FBI investigating attempted bombing at Satanic Temple headquarters in Salem
The FBI is assisting local police in the investigation of an explosive device that was hurled on the front porch of the Satanic Temple's international headquarters in Salem, Massachusetts, on Monday.
No one was inside the Victorian mansion and former funeral home on Bridge Street that serves as the Satanic Temple's command center when someone lobbed the explosive early Monday morning, according to a statement from the Salem Police Department.
The FBI's Joint Terrorism Task Force is assisting in the investigation, Salem Police said.
"While this is frightening for those of us who live and work in Salem, particularly so the workers and neighbors of the Satanic Temple, I take great comfort in the assistance of the FBI," Police Chief Lucas Miller said in the statement.
"I am confident that between our federal partners and our own excellent SPD Detectives, we will find and arrest the perpetrator and hopefully, that will serve as a deterrent to anyone who sees the temple as a target."
The incident drew sharp condemnation from Democratic Salem Mayor Dominick Pangallo, who described it as a "terrorist attack."
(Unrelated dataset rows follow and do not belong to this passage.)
/// Record identifier. Assigned by a store, unique within it.
pub type RecordId = u32;

/// Get the current UTC time as an RFC 3339 string with millisecond
/// precision and a `Z` suffix, e.g. `2024-03-01T09:30:00.000Z`.
pub fn now_rfc3339() -> String {
    chrono::Utc::now().to_rfc3339_opts(chrono::SecondsFormat::Millis, true)
}
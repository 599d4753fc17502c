//! In-memory record store.

use std::collections::HashSet;
use std::sync::Arc;

use paperdesk_core::{now_rfc3339, RecordId, ServiceError};
use tokio::sync::Mutex;
use tracing::{debug, info};

use crate::latency::{Latency, Operation};
use crate::record::{Fields, Record};

/// In-memory CRUD store for one entity type.
///
/// Records keep insertion order. Every record returned is an owned clone,
/// so callers can never reach into the store's sequence. Each operation
/// does its lookup and mutation inside one critical section, then waits
/// out its latency with the lock released; operations therefore apply in
/// the order they were issued even when their delays differ.
pub struct RecordStore<F: Fields> {
    state: Mutex<StoreState<F>>,
    latency: Arc<dyn Latency>,
}

struct StoreState<F> {
    records: Vec<Record<F>>,
    /// Largest id ever held. Freed ids stay below it.
    high_water: RecordId,
}

impl<F> StoreState<F> {
    fn position(&self, id: RecordId) -> Option<usize> {
        self.records.iter().position(|r| r.id == id)
    }
}

impl<F: Fields> RecordStore<F> {
    /// Create an empty store.
    pub fn new(latency: Arc<dyn Latency>) -> Self {
        Self {
            state: Mutex::new(StoreState {
                records: Vec::new(),
                high_water: 0,
            }),
            latency,
        }
    }

    /// Create a store seeded with `seed`, kept in the given order.
    /// Fails with `Conflict` if two seed records share an id, and with
    /// `Validation` if the largest seed id leaves no id for `create`.
    pub fn with_seed(seed: Vec<Record<F>>, latency: Arc<dyn Latency>) -> Result<Self, ServiceError> {
        let mut seen = HashSet::with_capacity(seed.len());
        for record in &seed {
            if !seen.insert(record.id) {
                return Err(ServiceError::Conflict(format!(
                    "{} '{}' appears more than once in seed data",
                    F::ENTITY,
                    record.id
                )));
            }
        }

        let high_water = seed.iter().map(|r| r.id).max().unwrap_or(0);
        if high_water == RecordId::MAX {
            return Err(ServiceError::Validation(format!(
                "{} id {} in seed data leaves no id for new records",
                F::ENTITY,
                high_water
            )));
        }
        info!("{} store seeded with {} records", F::ENTITY, seed.len());

        Ok(Self {
            state: Mutex::new(StoreState {
                records: seed,
                high_water,
            }),
            latency,
        })
    }

    fn not_found(id: RecordId) -> ServiceError {
        ServiceError::NotFound(format!("{} '{}' not found", F::ENTITY, id))
    }

    /// All records, in current order.
    pub async fn get_all(&self) -> Vec<Record<F>> {
        let records = self.state.lock().await.records.clone();
        self.latency.wait(Operation::GetAll).await;
        records
    }

    /// Get one record, or NotFound.
    pub async fn get_by_id(&self, id: RecordId) -> Result<Record<F>, ServiceError> {
        let found = {
            let state = self.state.lock().await;
            state.position(id).map(|i| state.records[i].clone())
        };
        self.latency.wait(Operation::GetById).await;
        found.ok_or_else(|| Self::not_found(id))
    }

    /// Number of records currently held.
    pub async fn count(&self) -> usize {
        self.state.lock().await.records.len()
    }

    /// Append a new record. The store assigns the id and `createdAt`.
    ///
    /// Panics once `RecordId::MAX` has been handed out; `with_seed` never
    /// starts a store there.
    pub async fn create(&self, fields: F) -> Record<F> {
        let created = {
            let mut state = self.state.lock().await;
            let id = next_id(state.high_water);
            state.high_water = id;
            let record = Record::new(id, fields, now_rfc3339());
            state.records.push(record.clone());
            record
        };
        debug!("{} '{}' created", F::ENTITY, created.id);
        self.latency.wait(Operation::Create).await;
        created
    }

    /// Merge `patch` over the record's fields. Id and `createdAt` are kept.
    pub async fn update(&self, id: RecordId, patch: F::Patch) -> Result<Record<F>, ServiceError> {
        let updated = {
            let mut state = self.state.lock().await;
            let pos = state.position(id);
            pos.map(|i| {
                let record = &mut state.records[i];
                record.fields.merge(patch);
                record.clone()
            })
        };
        self.latency.wait(Operation::Update).await;
        match updated {
            Some(record) => {
                debug!("{} '{}' updated", F::ENTITY, id);
                Ok(record)
            }
            None => Err(Self::not_found(id)),
        }
    }

    /// Remove a record, or NotFound.
    pub async fn delete(&self, id: RecordId) -> Result<(), ServiceError> {
        let removed = {
            let mut state = self.state.lock().await;
            state.position(id).map(|i| state.records.remove(i))
        };
        self.latency.wait(Operation::Delete).await;
        match removed {
            Some(_) => {
                debug!("{} '{}' deleted", F::ENTITY, id);
                Ok(())
            }
            None => Err(Self::not_found(id)),
        }
    }
}

fn next_id(high_water: RecordId) -> RecordId {
    match high_water.checked_add(1) {
        Some(id) => id,
        None => panic!("record id space exhausted"),
    }
}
"While I am glad no one was injured in this attack, I nevertheless condemn this action in the strongest possible way," Pangallo said in a statement.
"Salem is a welcoming place and violent attacks like this are utterly reprehensible," he continued. "On behalf of the city, I want to extend our support for the staff and members at the Temple and the residents of the neighborhood who have been impacted by this crime."
The device failed to fully detonate, police say. But Santaic Temple co-founder Lucien Greaves told The Boston Globe that the bomb "fizzled out, scorching some of the front of the house."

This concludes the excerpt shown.